The ordinary position was that the Seller was entitled to an injunction. The Buyer had to satisfy the court that the ordinary position should not apply because it would be unconscionable or oppressive for an injunction to be granted. On the evidence, the buyer came nowhere near that and the injunction was therefore granted.
The judge made it clear that the injunction should come into force before the conclusion of the third fixture. The Buyer had entered into the fixture fully aware of the potential consequence of the hearing. The grant of an injunction was a foreseeable outcome.
In light of the court’s decision to grant an injunction, it was also decided that damages would not be adequate in place of an injunction. The damages that resulted from the breach were particularly difficult, if not impossible to quantify in that clause 19 related to the Seller’s scrapping policy. This policy created a legitimate commercial impact, so that even though actual damage was limited, there was value in the policy itself. This value however, was unquantifiable. To grant damages would be an unjust and limited remedy.
The loss was simply the result of ‘what turned out to be a bad bargain’ on terms that were entered into voluntarily. There were more options to mitigate the loss that did not involve breach, and the actions of the Buyer could not be condoned.
2. The Damages Counterclaims
The damages counterclaims concerned only the claim for damages in respect of the past breaches, i.e. for the first and second fixtures. The seller had sought ‘negotiating damages’ and the question was whether they were, in principle, available to the Seller.

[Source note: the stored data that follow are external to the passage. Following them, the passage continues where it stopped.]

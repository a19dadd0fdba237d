//! Locating RCS files in a local CVSROOT and mapping their paths into the
//! repository namespace.

use std::{
    ffi::OsStr,
    os::unix::prelude::OsStrExt,
    path::{Path, PathBuf},
};

use walkdir::WalkDir;

use crate::Error;

/// Walks the module subtree below `cvsroot` and returns every ",v" file,
/// Attic included, in a stable order. The `CVSROOT` administrative subtree is
/// never entered.
pub(crate) fn find_rcs_files(cvsroot: &Path, module: &str) -> Result<Vec<PathBuf>, Error> {
    let root = cvsroot.join(module);
    if !root.is_dir() {
        return Err(Error::NotFound(format!(
            "CVS module {} not found under {}",
            module,
            cvsroot.display()
        )));
    }

    let mut files = Vec::new();
    for entry in WalkDir::new(&root)
        .into_iter()
        .filter_entry(|entry| entry.file_name() != "CVSROOT")
    {
        let entry =
            entry.map_err(|e| Error::NotFound(format!("cannot walk {}: {}", root.display(), e)))?;
        if entry.file_type().is_file() && entry.path().as_os_str().as_bytes().ends_with(b",v") {
            files.push(entry.into_path());
        }
    }

    files.sort();
    Ok(files)
}

/// True when any ",v" file below `cvsroot` parses as RCS; tells an empty or
/// foreign directory apart from a real repository copy.
pub(crate) fn has_rcs_files(cvsroot: &Path) -> bool {
    WalkDir::new(cvsroot)
        .into_iter()
        .filter_entry(|entry| entry.file_name() != "CVSROOT")
        .flatten()
        .any(|entry| {
            entry.file_type().is_file()
                && entry.path().as_os_str().as_bytes().ends_with(b",v")
                && rcs_file::RcsFile::open(entry.path()).is_ok()
        })
}

/// Strips the CVSROOT-specific parts of an RCS file path: the prefix, the
/// ",v" suffix, and a trailing `Attic` directory.
pub(crate) fn munge_rcs_path(input: &Path, prefix: &Path) -> PathBuf {
    let unprefixed = input.strip_prefix(prefix).unwrap_or(input);

    if let Some(input_file) = unprefixed.file_name() {
        let file = strip_comma_v_suffix(input_file).unwrap_or_else(|| PathBuf::from(input_file));
        strip_attic_suffix(unprefixed)
            .map(|path| path.join(&file))
            .unwrap_or_else(|| input_file.into())
    } else {
        unprefixed.into()
    }
}

fn strip_attic_suffix(path: &Path) -> Option<&Path> {
    path.parent().and_then(|parent| {
        if parent.ends_with(OsStr::from_bytes(b"Attic")) {
            parent.parent()
        } else {
            Some(parent)
        }
    })
}

fn strip_comma_v_suffix(file: &OsStr) -> Option<PathBuf> {
    file.as_bytes()
        .strip_suffix(b",v")
        .map(|stripped| PathBuf::from(OsStr::from_bytes(stripped)))
}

The term ‘negotiating damages’ comes from the recent decision in One Step (Support) Ltd -v- Morris Garner  UKSC 20,  AC 649 (One Step). The Seller was seeking ‘the economic value of the right which had been breached’, and it became a critical question for the court to consider what was appropriate and comparable.
The judge suggested that in One Step, Lord Reed JSC had clearly distinguished the nature of a breach of contractual obligation to which negotiating damages could apply. Namely breaches that ‘result in the loss of a valuable asset created or protected by the right which was infringed.’ In essence this referred to, for example, restrictive covenants, intellectual property or confidentiality agreements. These are assets that are distinct from the contractual right itself.

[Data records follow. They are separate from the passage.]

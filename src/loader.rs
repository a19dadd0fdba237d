//! The visit driver: fetches a CVS repository's history, clusters it into
//! changesets, materializes each changeset in a working tree, and emits the
//! hashed objects to the sink as a linear chain of commits capped by a
//! snapshot.

use std::{
    collections::BTreeMap,
    io::BufReader,
    os::unix::prelude::OsStrExt,
    path::{Path, PathBuf},
};

use changeset::{Changeset, Clusterer, RevisionInfo, CHANGESET_FUZZ_SEC};
use cvs_client::{Client, CvsUrl, Scheme};
use git_objects::{
    scan_directory, Commit, ObjectId, Person, Snapshot, SnapshotBranch, TargetKind,
};
use rcs_file::RcsFile;
use tempfile::TempDir;

use crate::{discovery, rsync, sink::Sink, Error};

const TEMPORARY_DIR_PREFIX: &str = "cvs-archive-import-";

pub const DEFAULT_BRANCH: &[u8] = b"HEAD";

#[derive(Debug, Clone, Copy, PartialEq, Eq)]
pub enum VisitOutcome {
    Eventful,
    Uneventful,
    Failed,
    NotFound,
}

#[derive(Debug)]
pub struct VisitSummary {
    pub outcome: VisitOutcome,
    pub snapshot: Option<ObjectId>,
    pub commits: usize,
}

/// Where a file revision's bytes come from during materialization.
enum ContentSource {
    /// Reconstructed and keyword-expanded straight from the ",v" files.
    Local,
    /// Checked out one revision at a time over the wire; log messages are
    /// re-read from the still-seekable rlog stream.
    Remote {
        client: Client,
        reader: BufReader<std::fs::File>,
        offsets: rlog::Offsets,
    },
}

pub struct Loader<S> {
    sink: S,
    url: CvsUrl,
    origin_url: String,
    fuzz_sec: i64,
    temp_base: PathBuf,
    cvsroot_override: Option<PathBuf>,
    max_content_size: Option<u64>,
}

impl<S: Sink> Loader<S> {
    pub fn new(sink: S, url: &str) -> Result<Self, Error> {
        let url = CvsUrl::parse(url)?;
        Ok(Self {
            sink,
            origin_url: url.to_string(),
            url,
            fuzz_sec: CHANGESET_FUZZ_SEC,
            temp_base: std::env::temp_dir(),
            cvsroot_override: None,
            max_content_size: None,
        })
    }

    /// Records snapshots under a different origin URL than the fetch URL.
    pub fn with_origin_url(mut self, origin_url: &str) -> Self {
        self.origin_url = origin_url.to_string();
        self
    }

    /// Uses an existing CVSROOT copy instead of fetching one.
    pub fn with_cvsroot<P: Into<PathBuf>>(mut self, cvsroot: P) -> Self {
        self.cvsroot_override = Some(cvsroot.into());
        self
    }

    pub fn with_temp_dir<P: Into<PathBuf>>(mut self, temp_base: P) -> Self {
        self.temp_base = temp_base.into();
        self
    }

    pub fn with_fuzz_sec(mut self, fuzz_sec: i64) -> Self {
        self.fuzz_sec = fuzz_sec;
        self
    }

    pub fn with_max_content_size(mut self, max: Option<u64>) -> Self {
        self.max_content_size = max;
        self
    }

    pub fn sink(&self) -> &S {
        &self.sink
    }

    pub fn into_sink(self) -> S {
        self.sink
    }

    /// Runs one visit. Errors are folded into the outcome; the objects
    /// already handed to the sink stay there, which is safe because the sink
    /// is content-addressed.
    pub async fn load(&mut self) -> VisitSummary {
        match self.visit().await {
            Ok(summary) => summary,
            Err(e) => {
                log::error!("visit of {} failed: {}", self.origin_url, e);
                VisitSummary {
                    outcome: if e.is_not_found() {
                        VisitOutcome::NotFound
                    } else {
                        VisitOutcome::Failed
                    },
                    snapshot: None,
                    commits: 0,
                }
            }
        }
    }

    async fn visit(&mut self) -> Result<VisitSummary, Error> {
        let worktree = tempfile::Builder::new()
            .prefix(TEMPORARY_DIR_PREFIX)
            .tempdir_in(&self.temp_base)?;
        std::fs::create_dir(worktree.path().join(self.url.module()))?;

        // Keeps a temporary CVSROOT copy alive for the whole visit.
        let mut _cvsroot_guard: Option<TempDir> = None;

        let (changesets, mut source) = match self.url.scheme {
            Scheme::File => {
                let path = Path::new(&self.url.path);
                if !path.exists() {
                    return Err(Error::NotFound(format!(
                        "no repository at {}",
                        path.display()
                    )));
                }
                let cvsroot = self
                    .cvsroot_override
                    .clone()
                    .unwrap_or_else(|| PathBuf::from(self.url.cvsroot()));
                (self.cluster_local(&cvsroot)?, ContentSource::Local)
            }
            Scheme::Rsync => {
                let cvsroot = match &self.cvsroot_override {
                    Some(path) => path.clone(),
                    None => {
                        let dir = tempfile::Builder::new()
                            .prefix(TEMPORARY_DIR_PREFIX)
                            .tempdir_in(&self.temp_base)?;
                        let path = dir.path().to_path_buf();
                        _cvsroot_guard = Some(dir);
                        path
                    }
                };
                rsync::fetch_cvs_repo_with_rsync(
                    self.url.host()?,
                    self.url.cvsroot(),
                    self.url.module(),
                    &cvsroot,
                )
                .await?;
                (self.cluster_local(&cvsroot)?, ContentSource::Local)
            }
            Scheme::Pserver | Scheme::Ssh | Scheme::Fake => {
                let mut client = Client::connect(&self.url).await?;
                log::info!(
                    "fetching CVS rlog from {}",
                    self.origin_url
                );
                let rlog_file = client.fetch_rlog().await?;
                let mut reader = BufReader::new(rlog_file);
                let (histories, offsets) = rlog::parse(&mut reader)?;

                let mut clusterer = Clusterer::new(self.fuzz_sec);
                let server_cvsroot = PathBuf::from(self.url.cvsroot());
                for history in histories {
                    let raw = PathBuf::from(std::ffi::OsStr::from_bytes(&history.path));
                    let munged = discovery::munge_rcs_path(&raw, &server_cvsroot);
                    let revisions = history
                        .revisions
                        .into_iter()
                        .map(|entry| RevisionInfo {
                            num: entry.rev,
                            date: entry.date,
                            author: entry.author,
                            state: entry.state,
                            log: entry.log,
                            commit_id: entry.commit_id,
                        })
                        .collect();
                    clusterer.add_file_history(&munged, &raw, revisions);
                }

                (
                    clusterer.into_changesets(),
                    ContentSource::Remote {
                        client,
                        reader,
                        offsets,
                    },
                )
            }
        };

        log::info!(
            "{} changeset(s) found for {}",
            changesets.len(),
            self.origin_url
        );

        let (last_commit, commits) = self
            .materialize(worktree.path(), changesets, &mut source)
            .await?;

        let mut branches = BTreeMap::new();
        if let Some(commit) = &last_commit {
            branches.insert(
                DEFAULT_BRANCH.to_vec(),
                SnapshotBranch {
                    target_kind: TargetKind::Revision,
                    target: commit.id,
                },
            );
        }
        let snapshot = Snapshot::new(branches);

        let outcome = match self.sink.latest_snapshot(&self.origin_url)? {
            Some(previous) if previous.id == snapshot.id => VisitOutcome::Uneventful,
            _ => VisitOutcome::Eventful,
        };
        let snapshot_id = snapshot.id;
        log::debug!("snapshot id {}", snapshot_id);
        self.sink.add_snapshot(snapshot)?;

        if let ContentSource::Remote { client, .. } = source {
            client.shutdown().await?;
        }

        Ok(VisitSummary {
            outcome,
            snapshot: Some(snapshot_id),
            commits,
        })
    }

    /// Walks the local CVSROOT and clusters every file's history.
    fn cluster_local(&self, cvsroot: &Path) -> Result<Vec<Changeset>, Error> {
        if !discovery::has_rcs_files(cvsroot) {
            return Err(Error::NotFound(format!(
                "directory {} does not contain any valid RCS files",
                cvsroot.display()
            )));
        }
        if !cvsroot.join("CVSROOT").is_dir() {
            log::warn!(
                "the CVS repository at {} lacks a CVSROOT directory; \
                 this might be an incomplete copy of the repository",
                cvsroot.display()
            );
        }

        log::info!("walking CVS module {}", self.url.module());
        let mut clusterer = Clusterer::new(self.fuzz_sec);
        for path in discovery::find_rcs_files(cvsroot, self.url.module())? {
            let rcs = RcsFile::open(&path)?;
            let mut revisions = Vec::with_capacity(rcs.deltas.len());
            for (num, delta) in &rcs.deltas {
                revisions.push(RevisionInfo {
                    num: num.clone(),
                    date: delta.date,
                    author: delta.author.clone(),
                    state: delta.state.clone().unwrap_or_else(|| b"Exp".to_vec()),
                    log: rcs.log(num)?.to_vec(),
                    commit_id: delta.commit_id.clone(),
                });
            }

            let munged = discovery::munge_rcs_path(&path, cvsroot);
            clusterer.add_file_history(&munged, &path, revisions);
        }

        Ok(clusterer.into_changesets())
    }

    /// Applies each changeset to the working tree in order, hashing the tree
    /// and emitting (contents, directories, commit) per changeset.
    async fn materialize(
        &mut self,
        worktree: &Path,
        changesets: Vec<Changeset>,
        source: &mut ContentSource,
    ) -> Result<(Option<Commit>, usize), Error> {
        let mut last: Option<Commit> = None;
        let mut count = 0usize;

        for set in changesets {
            log::info!(
                "changeset from {} by {} on branch {}",
                set.max_time,
                String::from_utf8_lossy(&set.author),
                String::from_utf8_lossy(&set.branch)
            );

            let first = match set.revisions.first() {
                Some(first) => first.clone(),
                None => continue,
            };
            let message = match source {
                ContentSource::Local => {
                    RcsFile::open(&first.rcs_path)?.log(&first.num)?.to_vec()
                }
                ContentSource::Remote {
                    reader, offsets, ..
                } => rlog::getlog(
                    reader,
                    offsets,
                    first.rcs_path.as_os_str().as_bytes(),
                    &first.num,
                )?,
            };

            for rev in &set.revisions {
                let wtpath = worktree.join(&rev.path);
                log::trace!("rev {} of file {}", rev.num, rev.path.display());

                if rev.is_dead() {
                    match std::fs::remove_file(&wtpath) {
                        Ok(()) => {}
                        Err(e) if e.kind() == std::io::ErrorKind::NotFound => {}
                        Err(e) => return Err(e.into()),
                    }
                    continue;
                }

                if let Some(parent) = wtpath.parent() {
                    std::fs::create_dir_all(parent)?;
                }

                match source {
                    ContentSource::Local => {
                        let rcs = RcsFile::open(&rev.rcs_path)?;
                        let bytes = rcs_file::keyword::expand(&rev.rcs_path, &rcs, &rev.num)?;
                        std::fs::write(&wtpath, bytes)?;
                    }
                    ContentSource::Remote { client, .. } => {
                        let dest = wtpath.parent().unwrap_or(worktree);
                        let checkout = client
                            .checkout(
                                &rev.path.to_string_lossy(),
                                &rev.num.to_string(),
                                dest,
                                true,
                            )
                            .await?;
                        checkout.persist(&wtpath).map_err(|e| Error::Io(e.error))?;
                    }
                }
            }

            let scan = scan_directory(worktree, self.max_content_size)?;
            let commit = Commit::new(
                scan.root,
                last.as_ref().map(|commit| commit.id),
                Person::from_fullname(set.author.clone()),
                set.max_time,
                message,
            );
            log::debug!("commit id {}", commit.id);

            self.sink.add_contents(scan.contents)?;
            self.sink.add_skipped_contents(scan.skipped)?;
            self.sink.add_directories(scan.directories)?;
            self.sink.add_commits(vec![commit.clone()])?;

            count += 1;
            last = Some(commit);
        }

        Ok((last, count))
    }
}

This became evident as the Seller argued that by breaching clause 19 the Buyer had unilaterally removed from the Seller the right to trade the vessel. The judge however, made clear that the sale of the Vessel to the Buyer had already had this effect, and the Seller had no right to trade the Vessel itself.
So, the Buyer’s use of the Vessel for trading did not involve the Buyer taking or using something in which the Seller had an interest or for which it was entitled to payment, and could not therefore be classed as a distinct asset.

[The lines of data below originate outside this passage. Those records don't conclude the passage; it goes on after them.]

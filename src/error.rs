use thiserror::Error;

use crate::sink::SinkError;

/// Everything that can abort a visit. There is no per-file recovery: a single
/// corrupt RCS file or protocol hiccup fails the whole visit.
#[derive(Debug, Error)]
pub enum Error {
    #[error("not found: {0}")]
    NotFound(String),

    #[error("parse error: {0}")]
    Parse(String),

    #[error("protocol error: {0}")]
    Protocol(String),

    #[error("unknown revision {0}")]
    UnknownRevision(String),

    #[error(transparent)]
    Sink(#[from] SinkError),

    #[error(transparent)]
    Io(#[from] std::io::Error),
}

impl Error {
    pub fn is_not_found(&self) -> bool {
        matches!(self, Error::NotFound(_))
    }
}

impl From<rcs_file::Error> for Error {
    fn from(e: rcs_file::Error) -> Self {
        match e {
            rcs_file::Error::UnknownRevision(rev) => Error::UnknownRevision(rev),
            rcs_file::Error::Io(e) => Error::Io(e),
            other => Error::Parse(other.to_string()),
        }
    }
}

impl From<rlog::Error> for Error {
    fn from(e: rlog::Error) -> Self {
        match e {
            rlog::Error::Io(e) => Error::Io(e),
            other => Error::Parse(other.to_string()),
        }
    }
}

impl From<cvs_client::Error> for Error {
    fn from(e: cvs_client::Error) -> Self {
        match e {
            cvs_client::Error::InvalidUrl(url) => {
                Error::NotFound(format!("invalid CVS origin URL '{}'", url))
            }
            cvs_client::Error::Connect { .. } => Error::NotFound(e.to_string()),
            cvs_client::Error::Io(e) => Error::Io(e),
            other => Error::Protocol(other.to_string()),
        }
    }
}

impl From<git_objects::Error> for Error {
    fn from(e: git_objects::Error) -> Self {
        match e {
            git_objects::Error::Io(e) => Error::Io(e),
            other => Error::Protocol(other.to_string()),
        }
    }
}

Accordingly, the present case was not a case where negotiating damages were available and, instead the court decided the Seller was only entitled to nominal damages.
3. The Damages Declaration
The judge was prepared to make a declaration that the Seller was only entitled to nominal damages in respect of the past breaches of clause 19 but he declined to make a declaration in respect of any further, future breach that might occur. The court had no knowledge of the circumstances in which any such breach might take place or the effect that it might have on the Seller.
This case suggests that discretionary remedies, including negotiating damages explored in One Step, will not be used to condone or grant relief in cases of deliberate breach. It is not for the court to mitigate a bad bargain, more so in cases were other avenues of mitigation are available.